Given that f'(-2) = 0 and f"(-2) = 3:
- f'(-2) = 0 is the condition for a stationary point. This means that the graph of the function intersects the x-axis with a horizontal tangent line at x = -2.
- f"(-2) = 3 indicates that the second derivative is positive, which means the graph is concave up.
Based on this information, we can conclude that the point (-2,5) is a relative minimum of the graph of f(x). Therefore, the correct answer is B. Relative minimum.
To determine the nature of the point (-2,5) on the graph of the polynomial function f(x), we need to analyze the given information about its first and second derivatives at that point.
Let's start by understanding what each option represents:
A. Relative maximum: A point where the graph reaches a high point compared to its nearby points.
B. Relative minimum: A point where the graph reaches a low point compared to its nearby points.
C. Intercept: A point where the graph intersects the x-axis or y-axis.
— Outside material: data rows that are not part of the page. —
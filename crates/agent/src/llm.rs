use std::collections::VecDeque;
use std::sync::Mutex;

use async_trait::async_trait;
use serde::{Deserialize, Serialize};
use serde_json::Value;

use crate::errors::BackendError;

/// One entry of the input sequence sent to the backend.
#[derive(Clone, Debug, PartialEq, Serialize, Deserialize)]
#[serde(tag = "role", rename_all = "snake_case")]
pub enum ContextEntry {
    System { content: String },
    User { content: String },
    Assistant { content: String },
    /// The model's own request for tools, echoed back on the next call.
    AssistantToolCalls { content: Option<String>, calls: Vec<ToolCallRequest> },
    /// Result of exactly one earlier request, matched by `call_id`.
    ToolResult { call_id: String, name: String, content: Value },
}

impl ContextEntry {
    pub fn system(content: impl Into<String>) -> Self {
        Self::System { content: content.into() }
    }

    pub fn user(content: impl Into<String>) -> Self {
        Self::User { content: content.into() }
    }

    pub fn assistant(content: impl Into<String>) -> Self {
        Self::Assistant { content: content.into() }
    }
}

#[derive(Clone, Debug, PartialEq, Serialize, Deserialize)]
pub struct ToolCallRequest {
    pub id: String,
    pub name: String,
    pub arguments: Value,
}

/// Declaration of a callable tool in JSON-schema form.
#[derive(Clone, Debug, PartialEq, Serialize)]
pub struct ToolSpec {
    pub name: &'static str,
    pub description: &'static str,
    pub parameters: Value,
}

#[derive(Clone, Debug, Default, PartialEq)]
pub struct BackendReply {
    pub text: Option<String>,
    pub tool_calls: Vec<ToolCallRequest>,
}

impl BackendReply {
    pub fn text(text: impl Into<String>) -> Self {
        Self { text: Some(text.into()), tool_calls: Vec::new() }
    }

    pub fn tool_calls(calls: Vec<ToolCallRequest>) -> Self {
        Self { text: None, tool_calls: calls }
    }

    /// Trimmed text, `None` when blank.
    pub fn non_empty_text(&self) -> Option<&str> {
        self.text.as_deref().map(str::trim).filter(|text| !text.is_empty())
    }
}

/// The generative text backend. Callers bound every call with their own timeout.
#[async_trait]
pub trait LlmBackend: Send + Sync {
    fn name(&self) -> &str;

    async fn chat(
        &self,
        entries: &[ContextEntry],
        tools: &[ToolSpec],
    ) -> Result<BackendReply, BackendError>;
}

/// Backend used when `llm.provider = "disabled"`.
#[derive(Clone, Debug, Default)]
pub struct DisabledBackend;

#[async_trait]
impl LlmBackend for DisabledBackend {
    fn name(&self) -> &str {
        "disabled"
    }

    async fn chat(
        &self,
        _entries: &[ContextEntry],
        _tools: &[ToolSpec],
    ) -> Result<BackendReply, BackendError> {
        Err(BackendError::Unavailable("text backend is disabled".to_string()))
    }
}

#[derive(Clone, Debug)]
pub enum ScriptStep {
    Reply(BackendReply),
    Fail(BackendError),
    /// Never resolves; exercises the caller's timeout.
    Hang,
}

/// Deterministic backend that plays back a fixed script.
///
/// With `repeat_last` the final step is replayed forever, otherwise an exhausted
/// script answers `Unavailable`. Every request is recorded for inspection.
#[derive(Debug, Default)]
pub struct ScriptedBackend {
    steps: Mutex<VecDeque<ScriptStep>>,
    repeat_last: bool,
    requests: Mutex<Vec<Vec<ContextEntry>>>,
}

impl ScriptedBackend {
    pub fn new(steps: Vec<ScriptStep>) -> Self {
        Self { steps: Mutex::new(steps.into()), repeat_last: false, requests: Mutex::default() }
    }

    pub fn repeating(step: ScriptStep) -> Self {
        Self { repeat_last: true, ..Self::new(vec![step]) }
    }

    pub fn replies(texts: &[&str]) -> Self {
        Self::new(texts.iter().map(|text| ScriptStep::Reply(BackendReply::text(*text))).collect())
    }

    pub fn call_count(&self) -> usize {
        self.requests.lock().map(|requests| requests.len()).unwrap_or_default()
    }

    pub fn requests(&self) -> Vec<Vec<ContextEntry>> {
        self.requests.lock().map(|requests| requests.clone()).unwrap_or_default()
    }

    fn next_step(&self) -> Option<ScriptStep> {
        let mut steps = self.steps.lock().ok()?;
        if self.repeat_last && steps.len() == 1 {
            return steps.front().cloned();
        }
        steps.pop_front()
    }
}

#[async_trait]
impl LlmBackend for ScriptedBackend {
    fn name(&self) -> &str {
        "scripted"
    }

    async fn chat(
        &self,
        entries: &[ContextEntry],
        _tools: &[ToolSpec],
    ) -> Result<BackendReply, BackendError> {
        if let Ok(mut requests) = self.requests.lock() {
            requests.push(entries.to_vec());
        }

        match self.next_step() {
            Some(ScriptStep::Reply(reply)) => Ok(reply),
            Some(ScriptStep::Fail(error)) => Err(error),
            Some(ScriptStep::Hang) => std::future::pending().await,
            None => Err(BackendError::Unavailable("script exhausted".to_string())),
        }
    }
}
D. Point of Inflection: A point where the concavity of the graph changes (from concave up to concave down or vice versa).
From the information provided, we know the following:
f(-2) = 5: This tells us the y-coordinate of the point (-2,5) on the graph.
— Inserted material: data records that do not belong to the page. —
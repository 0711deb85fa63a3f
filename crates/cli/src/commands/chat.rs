use bazaar_agent::AgentRuntime;
use bazaar_core::domain::user::UserId;
use bazaar_db::RepositorySet;

use crate::commands::{run_with_store, CommandResult};

/// One exchange against the configured store and text backend.
pub fn run(user_id: i64, message: &str) -> CommandResult {
    let result = run_with_store("chat", |config, pool| async move {
        let runtime = AgentRuntime::from_config(&config, RepositorySet::sql(pool))
            .map_err(|error| ("backend_config", error.to_string(), 6u8))?;
        runtime
            .converse(UserId(user_id), message, None)
            .await
            .map_err(|error| ("agent", error.to_string(), 7u8))
    });

    match result {
        Ok(reply) => {
            let data = serde_json::to_value(&reply).ok();
            CommandResult::with_data("chat", reply.reply, data)
        }
        Err(failure) => failure,
    }
}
f'(-2) = 0: This informs us that the slope of the tangent line to the graph at x = -2 is 0.
f"(-2) = 3: This indicates that the graph is concave upward at x = -2.
Based on this information, we can conclude that the point (-2,5) is a relative minimum of the graph f. This is because the slope of the tangent line is 0 at that point, and the graph is concave upward, indicating that the point represents a low point compared to its nearby points.
Therefore, the answer is B. Relative minimum.